[WHAT YOU ARE ASKED TO DO]: Could you print every line from the first one of the records below through the line containing "INSERT INTO activity_participants", with both included and nothing else?

[EXERCISE DATA]:

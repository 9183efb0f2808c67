use sqlx::SqlitePool;

// Position is computed inside the insert so ordering and the duplicate
// check happen in a single statement. The WHERE clause is required for
// SQLite to parse the upsert after a SELECT.
const SQL_INSERT_PARTICIPANT_IF_ABSENT: &str = r#"
INSERT INTO activity_participants (
  activity_name,
  email,
  position
)
SELECT ?1, ?2, COALESCE(MAX(position), 0) + 1
FROM activity_participants
WHERE activity_name = ?1
ON CONFLICT (activity_name, email) DO NOTHING
"#;

pub async fn insert_participant_if_absent(
    pool: &SqlitePool,
    activity_name: &str,
    email: &str,
) -> sqlx::Result<u64> {
    let res = sqlx::query(SQL_INSERT_PARTICIPANT_IF_ABSENT)
        .bind(activity_name)
        .bind(email)
        .execute(pool)
        .await?;
    Ok(res.rows_affected())
}

const SQL_DELETE_PARTICIPANT: &str = r#"
DELETE FROM activity_participants
WHERE activity_name = ? AND email = ?
"#;

pub async fn delete_participant(
    pool: &SqlitePool,
    activity_name: &str,
    email: &str,
) -> sqlx::Result<u64> {
    let res = sqlx::query(SQL_DELETE_PARTICIPANT)
        .bind(activity_name)
        .bind(email)
        .execute(pool)
        .await?;
    Ok(res.rows_affected())
}
mod common;

use std::sync::Arc;

use mergington::database::ActivityStore;
use mergington::error::ActivityError;
use mergington::services::ActivityService;

async fn participants(store: &dyn ActivityStore, name: &str) -> Vec<String> {
    store
        .find_by_name(name)
        .await
        .unwrap()
        .map(|a| a.participants)
        .unwrap_or_default()
}

#[tokio::test]
async fn list_activities_returns_every_activity_with_participants() {
    let (service, _) = common::memory_service();

    let catalog = service.list_activities().await.unwrap();
    assert_eq!(catalog.len(), 3);
    assert_eq!(
        catalog.names().collect::<Vec<_>>(),
        vec!["Chess Club", "Gym Class", "Art Club"]
    );

    let chess = catalog.get("Chess Club").unwrap();
    assert_eq!(chess.max_participants, 12);
    assert_eq!(
        chess.participants,
        vec!["michael@mergington.edu", "daniel@mergington.edu"]
    );
    assert!(catalog.get("Art Club").unwrap().participants.is_empty());
}

#[tokio::test]
async fn chess_club_scenario() {
    let (service, store) = common::memory_service();

    let msg = service
        .signup("Chess Club", "new@mergington.edu")
        .await
        .unwrap();
    assert_eq!(msg.message, "Signed up new@mergington.edu for Chess Club");
    assert_eq!(
        participants(&*store, "Chess Club").await,
        vec![
            "michael@mergington.edu",
            "daniel@mergington.edu",
            "new@mergington.edu"
        ]
    );

    let err = service
        .signup("Chess Club", "michael@mergington.edu")
        .await
        .unwrap_err();
    assert!(matches!(err, ActivityError::AlreadySignedUp));

    let msg = service
        .remove_participant("Chess Club", "daniel@mergington.edu")
        .await
        .unwrap();
    assert_eq!(msg.message, "Removed daniel@mergington.edu from Chess Club");
    assert_eq!(
        participants(&*store, "Chess Club").await,
        vec!["michael@mergington.edu", "new@mergington.edu"]
    );

    let err = service
        .remove_participant("Chess Club", "absent@mergington.edu")
        .await
        .unwrap_err();
    assert!(matches!(err, ActivityError::ParticipantNotFound));
}

#[tokio::test]
async fn signup_to_unknown_activity_is_not_found_and_mutates_nothing() {
    let (service, store) = common::memory_service();
    let before = store.find_all().await.unwrap();

    let err = service
        .signup("Underwater Basket Weaving", "new@mergington.edu")
        .await
        .unwrap_err();
    assert!(matches!(err, ActivityError::ActivityNotFound));
    assert_eq!(store.find_all().await.unwrap(), before);
}

#[tokio::test]
async fn duplicate_signup_leaves_participants_unchanged() {
    let (service, store) = common::memory_service();
    let before = participants(&*store, "Gym Class").await;

    let err = service
        .signup("Gym Class", "john@mergington.edu")
        .await
        .unwrap_err();
    assert!(matches!(err, ActivityError::AlreadySignedUp));
    assert_eq!(participants(&*store, "Gym Class").await, before);
}

#[tokio::test]
async fn removal_from_unknown_activity_is_not_found() {
    let (service, store) = common::memory_service();
    let before = store.find_all().await.unwrap();

    let err = service
        .remove_participant("Robotics", "john@mergington.edu")
        .await
        .unwrap_err();
    assert!(matches!(err, ActivityError::ActivityNotFound));
    assert_eq!(store.find_all().await.unwrap(), before);
}

#[tokio::test]
async fn capacity_is_not_enforced() {
    let store = Arc::new(mergington::database::InMemoryActivityStore::new(vec![
        common::activity("Tiny Club", 1, &["first@mergington.edu"]),
    ]));
    let service = ActivityService::new(store.clone());

    service
        .signup("Tiny Club", "second@mergington.edu")
        .await
        .unwrap();
    assert_eq!(participants(&*store, "Tiny Club").await.len(), 2);
}

#[tokio::test]
async fn store_failures_surface_as_store_errors() {
    let (service, store) = common::memory_service();
    store.set_offline(true);

    assert!(matches!(
        service.list_activities().await.unwrap_err(),
        ActivityError::Store(_)
    ));
    assert!(matches!(
        service
            .signup("Chess Club", "new@mergington.edu")
            .await
            .unwrap_err(),
        ActivityError::Store(_)
    ));
    assert!(service.health().await.is_err());

    store.set_offline(false);
    assert!(service.health().await.is_ok());
    assert!(!participants(&*store, "Chess Club")
        .await
        .contains(&"new@mergington.edu".to_string()));
}

#[tokio::test]
async fn concurrent_duplicate_signups_admit_exactly_one() {
    let (service, store) = common::memory_service();

    let mut handles = Vec::new();
    for _ in 0..16 {
        let service = service.clone();
        handles.push(tokio::spawn(async move {
            service.signup("Art Club", "race@mergington.edu").await
        }));
    }

    let mut ok = 0;
    let mut conflicts = 0;
    for handle in handles {
        match handle.await.unwrap() {
            Ok(_) => ok += 1,
            Err(ActivityError::AlreadySignedUp) => conflicts += 1,
            Err(e) => panic!("unexpected error: {e}"),
        }
    }
    assert_eq!(ok, 1);
    assert_eq!(conflicts, 15);
    assert_eq!(
        participants(&*store, "Art Club").await,
        vec!["race@mergington.edu"]
    );
}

[SOLUTION TO THE PROBLEM]:
repository 9183efb0f2808c67
use sqlx::SqlitePool;

// Position is computed inside the insert so ordering and the duplicate
// check happen in a single statement. The WHERE clause is required for
// SQLite to parse the upsert after a SELECT.
const SQL_INSERT_PARTICIPANT_IF_ABSENT: &str = r#"
INSERT INTO activity_participants (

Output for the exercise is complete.